La disponibilité de données fiables permettra
de mieux comprendre les besoins des utilisateurs
et d'adapter l'offre de services en conséquence,
de définir des codes tarifs plus cohérents
et d'améliorer la rentabilité du service
(dans la restauration en préparant au plus
juste le nombre de repas nécessaire), ou
de justifier des nouveaux investissements.

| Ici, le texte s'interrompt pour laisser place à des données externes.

use std::collections::HashMap;
use std::fs;
use std::io::{self, Read, Write};
use std::path::{Path, PathBuf};
use std::sync::OnceLock;

use chatwire_ai::{
    extract_structured, extract_structured_with_keys, install_model_registry, model_registry,
    validate_parameters, GenerationOptions, InferenceClient, ModelDescriptor,
    ModelRegistry,
};
use tokio::io::{AsyncBufReadExt, BufReader};
use tracing::{info, warn};
use tracing_appender::non_blocking::WorkerGuard;
use tracing_subscriber::{layer::SubscriberExt, util::SubscriberInitExt, EnvFilter};

pub mod config;
pub mod session;

use config::{ChatwireConfig, ChatwireTomlLog};
use session::{failure_line, ChatSession};

pub const LOG_FILE_NAME: &str = "chatwire.log";
pub const CONFIG_SAMPLE: &str = include_str!("../../../chatwire.toml.sample");
const DEFAULT_LOG_LEVEL: &str = "info";

#[derive(Debug, Clone, PartialEq)]
pub struct ChatOptions {
    pub model: Option<String>,
    pub generation: GenerationOptions,
}

#[derive(Debug, Clone, PartialEq)]
pub struct AskOptions {
    pub prompt: String,
    pub model: Option<String>,
    pub stream: bool,
    pub generation: GenerationOptions,
}

#[derive(Debug, Clone)]
struct RuntimeLogConfig {
    log_dir: PathBuf,
    level: String,
    stderr: bool,
}

pub fn init_conf_dir(conf_dir: Option<PathBuf>) {
    config::init_conf_dir(conf_dir);
}

/// Routes `tracing` output to `<log dir>/chatwire.log`, and to stderr as well
/// when configured or when `force_stderr` is set. `RUST_LOG` wins over the
/// configured level.
pub fn init_tracing(force_stderr: bool) {
    static TRACE_GUARD: OnceLock<WorkerGuard> = OnceLock::new();

    let config = load_runtime_log_config();
    if let Err(error) = fs::create_dir_all(&config.log_dir) {
        eprintln!(
            "warning: failed to create log dir {}: {error}",
            config.log_dir.display()
        );
        return;
    }

    let appender = tracing_appender::rolling::never(&config.log_dir, LOG_FILE_NAME);
    let (non_blocking, guard) = tracing_appender::non_blocking(appender);
    let _ = TRACE_GUARD.set(guard);

    let env_filter =
        EnvFilter::try_from_default_env().unwrap_or_else(|_| EnvFilter::new(config.level.clone()));
    let file_layer = tracing_subscriber::fmt::layer()
        .with_ansi(false)
        .with_writer(non_blocking);
    let init_result = if config.stderr || force_stderr {
        let stderr_layer = tracing_subscriber::fmt::layer()
            .with_ansi(false)
            .with_writer(io::stderr);
        tracing_subscriber::registry()
            .with(env_filter)
            .with(file_layer)
            .with(stderr_layer)
            .try_init()
    } else {
        tracing_subscriber::registry()
            .with(env_filter)
            .with(file_layer)
            .try_init()
    };
    if let Err(error) = init_result {
        eprintln!(
            "warning: failed to initialize tracing subscriber for {}: {error}",
            config.log_dir.display()
        );
    }
}

fn load_runtime_log_config() -> RuntimeLogConfig {
    let parsed = config::read_toml_file(&config::default_config_path()).unwrap_or_default();
    build_runtime_log_config(&parsed.log, &parsed.env)
}

fn build_runtime_log_config(
    log: &ChatwireTomlLog,
    env_map: &HashMap<String, String>,
) -> RuntimeLogConfig {
    let process_env = |key: &str| std::env::var(key).ok();
    let log_dir = log
        .path
        .as_deref()
        .and_then(|value| config::resolve_config_value(value, env_map, process_env))
        .map(|value| config::expand_home_path(&value))
        .unwrap_or_else(default_log_dir);
    let level = log
        .level
        .as_deref()
        .and_then(|value| config::resolve_config_value(value, env_map, process_env))
        .unwrap_or_else(|| DEFAULT_LOG_LEVEL.to_string());

    RuntimeLogConfig {
        log_dir,
        level,
        stderr: log.stderr.unwrap_or(false),
    }
}

fn default_log_dir() -> PathBuf {
    config::current_conf_dir().join("logs")
}

/// Loads the configuration and installs the model catalog it describes.
pub fn load_runtime() -> Result<(ChatwireConfig, InferenceClient), String> {
    let path = config::default_config_path();
    let config = config::load_config(&path)?;
    install_registry(&config.models);
    let client = InferenceClient::new(config.inference.clone());
    info!(
        endpoint = %config.inference.endpoint,
        model = %config.inference.default_model,
        extra_models = config.models.len(),
        "configuration loaded"
    );
    Ok((config, client))
}

fn install_registry(models: &[ModelDescriptor]) {
    let registry = ModelRegistry::builtin().with_descriptors(models.iter().cloned());
    if install_model_registry(registry).is_err() {
        warn!("model registry was already initialised; configured models are ignored");
    }
}

/// Model catalog including descriptors from the config file, when it loads.
fn catalog_registry() -> &'static ModelRegistry {
    if let Ok(file) = config::read_toml_file(&config::default_config_path()) {
        if let Ok(config) = config::resolve_models_only(file) {
            install_registry(&config);
        }
    }
    model_registry()
}

pub async fn run_chat(options: ChatOptions) -> Result<(), String> {
    let (config, client) = load_runtime()?;
    let model = options
        .model
        .unwrap_or_else(|| config.inference.default_model.clone());
    let mut session = ChatSession::new(client, model, config.system_prompt, options.generation);

    println!(
        "chatwire: chatting with {} (/reset clears history, /exit quits)",
        session.model()
    );
    let mut lines = BufReader::new(tokio::io::stdin()).lines();
    loop {
        print!("> ");
        let _ = io::stdout().flush();
        let Some(line) = lines
            .next_line()
            .await
            .map_err(|error| format!("read stdin failed: {error}"))?
        else {
            println!();
            return Ok(());
        };

        match line.trim() {
            "" => continue,
            "/exit" | "/quit" => return Ok(()),
            "/reset" => {
                session.reset();
                println!("[chatwire] history cleared");
                continue;
            }
            _ => {}
        }

        let outcome = session
            .send_streaming(line.trim(), |content| {
                print!("{content}");
                let _ = io::stdout().flush();
                async {}
            })
            .await;
        match outcome {
            Ok(_) => println!(),
            Err(error) => println!("{}", failure_line(&error)),
        }
    }
}

pub async fn run_ask(options: AskOptions) -> Result<(), String> {
    let (config, client) = load_runtime()?;
    let model = options
        .model
        .unwrap_or_else(|| config.inference.default_model.clone());
    let mut session = ChatSession::new(client, model, config.system_prompt, options.generation);

    if options.stream {
        session
            .send_streaming(&options.prompt, |content| {
                print!("{content}");
                let _ = io::stdout().flush();
                async {}
            })
            .await
            .map_err(|error| failure_line(&error))?;
        println!();
    } else {
        let reply = session
            .send(&options.prompt)
            .await
            .map_err(|error| failure_line(&error))?;
        println!("{reply}");
    }
    Ok(())
}

pub fn run_extract(keys: &[String]) -> Result<(), String> {
    let mut input = String::new();
    io::stdin()
        .read_to_string(&mut input)
        .map_err(|error| format!("read stdin failed: {error}"))?;
    println!("{}", render_extraction(&input, keys));
    Ok(())
}

fn render_extraction(input: &str, keys: &[String]) -> String {
    let recovered = if keys.is_empty() {
        extract_structured(input)
    } else {
        let keys = keys.iter().map(String::as_str).collect::<Vec<_>>();
        extract_structured_with_keys(input, &keys)
    };
    match recovered {
        Some(value) => serde_json::to_string_pretty(&value).unwrap_or_else(|_| value.to_string()),
        None => "null".to_string(),
    }
}

pub fn run_models() -> Result<(), String> {
    print!("{}", render_models(catalog_registry().models()));
    Ok(())
}

fn render_models(models: &[ModelDescriptor]) -> String {
    let mut out = format!(
        "{:<30} {:<10} {:>8} {:>8}  {}\n",
        "MODEL", "PROVIDER", "CONTEXT", "OUTPUT", "CAPABILITIES"
    );
    for descriptor in models {
        out.push_str(&format!(
            "{:<30} {:<10} {:>8} {:>8}  {}\n",
            descriptor.id,
            descriptor.provider,
            descriptor.context_length,
            descriptor.limits.max_tokens.output,
            capability_names(descriptor).join(",")
        ));
    }
    out
}

fn capability_names(descriptor: &ModelDescriptor) -> Vec<&'static str> {
    let capabilities = &descriptor.capabilities;
    [
        ("vision", capabilities.vision),
        ("code_generation", capabilities.code_generation),
        ("json_mode", capabilities.json_mode),
        ("function_calling", capabilities.function_calling),
        ("streaming", capabilities.streaming),
        ("stop_sequences", capabilities.stop_sequences),
        ("logit_bias", capabilities.logit_bias),
        ("frequency_penalty", capabilities.frequency_penalty),
        ("presence_penalty", capabilities.presence_penalty),
    ]
    .into_iter()
    .filter_map(|(name, enabled)| enabled.then_some(name))
    .collect()
}

pub fn run_validate(model: &str, options: &GenerationOptions) -> Result<(), String> {
    catalog_registry();
    let validated = validate_parameters(model, options);
    let rendered = serde_json::to_string_pretty(&validated)
        .map_err(|error| format!("render validated parameters failed: {error}"))?;
    println!("{rendered}");
    Ok(())
}

/// Writes the sample configuration into the conf dir unless a config file
/// already exists, and creates the log directory.
pub fn run_config_init() -> Result<(), String> {
    let conf_dir = config::current_conf_dir();
    init_conf_tree(&conf_dir)
}

fn init_conf_tree(conf_dir: &Path) -> Result<(), String> {
    let logs = conf_dir.join("logs");
    fs::create_dir_all(&logs)
        .map_err(|error| format!("create {} failed: {error}", logs.display()))?;

    let config_path = conf_dir.join(config::CONFIG_FILE_NAME);
    if config_path.exists() {
        println!("[chatwire] keeping existing {}", config_path.display());
        return Ok(());
    }
    fs::write(&config_path, CONFIG_SAMPLE)
        .map_err(|error| format!("write {} failed: {error}", config_path.display()))?;
    println!("[chatwire] wrote {}", config_path.display());
    Ok(())
}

Dans le domaine public comme dans le privé,
il faut adapter l'offre à la demande et
ce n'est pas un hasard si le nombre de cartes
proposées pour fidéliser et mieux connaître
ses clients est partout en augmentation.
Pour les citoyens
Bien entendu, il est primordial que les
citoyens soient les premiers bénéficiaires
d'un projet carte, qui doit améliorer leur
vie dans la cité.
- D'abord en supprimant certains facteurs
discriminants comme les couleurs sur les
tickets qui mettent en évidence les différences
sociales.
- Ensuite en simplifiant les démarches administratives
et l'accès aux services ; pour y parvenir
il faut prévoir un certain nombre d'outils
complémentaires comme des bornes de rechargement
et de consultation et des services d'aide
en ligne. Il faut beaucoup travailler sur
l'ergonomie.
- Enfin en apportant de nouveaux services
comme les téléprocédures ou le porte-monnaie
pour le stationnement par exemple. D'une
manière générale on peut affirmer même s'il
y a des contreparties, par exemple en cas
de perte, que l'utilisateur apprécie de
pouvoir utiliser sa carte pour un maximum
d'usages dans la ville : démarches administratives,
transports voire stationnement, loisirs.
C'est pourquoi la mise en place d'un projet
carte dans la ville doit impliquer le plus
grand nombre de fournisseurs de services
et s'assurer de la convergence des différents
systèmes.
Conclusion
Le cas de la ville d'Issy-les-Moulineaux
est exemplaire : la ville a lancé il y a
presque 20 ans un des premiers systèmes
de carte Ville, puis par la suite des cartes
d'achats publiques et des cartes de fidélisation
qui ne sont pas compatibles et perdent ainsi
beaucoup de leurs avantages. Ainsi
l'émergence d'un standard reste le principal
facteur de développement des Cartes Villes
et CALYPSO présente de nombreux avantages
pour s'imposer dont, sa maturité industrielle
et le fait que son coût peut être supporté
par l'application transport qui est la seule
à justifier pleinement l'utilisation de
la carte à puce.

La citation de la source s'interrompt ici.